Peran ini menunjukkan keahliannya dalam menjembatani dunia akademik, pemerintah, dan masyarakat lokal demi keberhasilan proyek konservasi.
Menjaga Hutan Harapan
Puncak karir Elva mulai pada 2010 ketika menjabat sebagai Manajer Departemen Lingkungan, Penelitian, dan Pengembangan di Hutan Harapan, Sumatra.
Elva menjadi motor penggerak sebagai upaya restorasi ekosistem yang menjadi salah satu program konservasi terbesar di Indonesia. Ia tak hanya mengandalkan kemampuan teknis, tetapi juga pandai dalam diplomasi dan membangun kolaborasi lintas pihak.
Elva memastikan bahwa setiap langkah restorasi melibatkan masyarakat adat, pemerintah daerah, akademisi, dan mitra donor.
Ia meyakini, pelestarian alam tidak bisa berjalan sendiri, melainkan butuh jejaring yang solid dan partisipasi semua pihak.
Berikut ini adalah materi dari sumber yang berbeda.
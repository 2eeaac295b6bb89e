// Ports - Interface definitions (contracts)

use std::path::Path;

use async_trait::async_trait;

use crate::domain::model::MediaProbe;
use crate::engine::progress::CancelToken;
use crate::error::CutlistResult;

/// Time range of a keyframe probe, in source seconds
#[derive(Debug, Clone, Copy, PartialEq)]
pub struct TimeWindow {
    pub start: f64,
    pub end: f64,
}

impl TimeWindow {
    /// Window of `radius` seconds around `center`, clamped at zero
    pub fn around(center: f64, radius: f64) -> Self {
        Self {
            start: (center - radius).max(0.0),
            end: center + radius,
        }
    }
}

/// How an encoder process ended
#[derive(Debug, Clone, PartialEq)]
pub struct ProcessOutcome {
    pub success: bool,
    pub exit_code: Option<i32>,
    /// Tail of the process diagnostics
    pub stderr: String,
}

impl ProcessOutcome {
    pub fn ok() -> Self {
        Self {
            success: true,
            exit_code: Some(0),
            stderr: String::new(),
        }
    }

    pub fn failed(exit_code: i32, stderr: impl Into<String>) -> Self {
        Self {
            success: false,
            exit_code: Some(exit_code),
            stderr: stderr.into(),
        }
    }
}

/// Receives encoded-time updates (seconds of output written)
pub type TimeCallback<'a> = &'a (dyn Fn(f64) + Send + Sync);

/// Port for the external media toolkit.
///
/// All operations are fallible and time-bounded. Implementations must stop
/// the underlying process when `cancel` fires.
#[async_trait]
pub trait Encoder: Send + Sync {
    /// Read duration and streams of a media file
    async fn probe(&self, path: &Path) -> CutlistResult<MediaProbe>;

    /// Run one encoder invocation with the given arguments
    async fn run(
        &self,
        args: &[String],
        cancel: &CancelToken,
        on_time: TimeCallback<'_>,
    ) -> CutlistResult<ProcessOutcome>;

    /// Keyframe timestamps of the primary video stream inside `window`
    async fn find_keyframes(&self, path: &Path, window: TimeWindow) -> CutlistResult<Vec<f64>>;
}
Kepemimpinan Elva menciptakan fondasi kuat bagi model restorasi berkelanjutan yang kini diakui di tingkat Asia Tenggara.
Sepanjang karir, Elva tidak hanya fokus pada tindakan lapangan, juga pada penyebarluasan pengetahuan. Dia percaya, keberhasilan konservasi bergantung pada kolaborasi lintas sektor dan pendidikan masyarakat.
Elva sering memberikan pelatihan kepada mahasiswa, komunitas lokal, dan sesama peneliti untuk meningkatkan kapasitas mereka dalam penelitian dan manajemen lingkungan. Baginya, ilmu harus dibagikan agar tumbuh lebih banyak penjaga hutan baru di masa depan.
Warisan Elva Gemita
Kini, Elva Gemita memang telah tiada. Namun, jejak perjuangannya tetap hidup di antara tapak-tapak harimau yang tersisa di rimba Sumatra. Ia meninggalkan warisan penting yakni keyakinan bahwa perempuan menjadi pelindung bumi dan kehidupan di dalamnya.
Elva membuktikan bahwa konservasi bukan hanya urusan tenaga dan otot, melainkan urusan hati, kecerdasan, dan keberanian untuk peduli. Ia menembus batas sosial yang selama ini mengekang perempuan, berdiri tegak di tengah dunia yang keras, dan menunjukkan bahwa keberanian sejati adalah keberanian untuk menjaga kehidupan.
Dalam setiap langkah menyusuri hutan, dalam setiap riset yang menyelamatkan satwa, semangat Elva terus hidup menjadi pengingat bahwa melindungi alam adalah tanggung jawab semua manusia, tanpa memandang gender.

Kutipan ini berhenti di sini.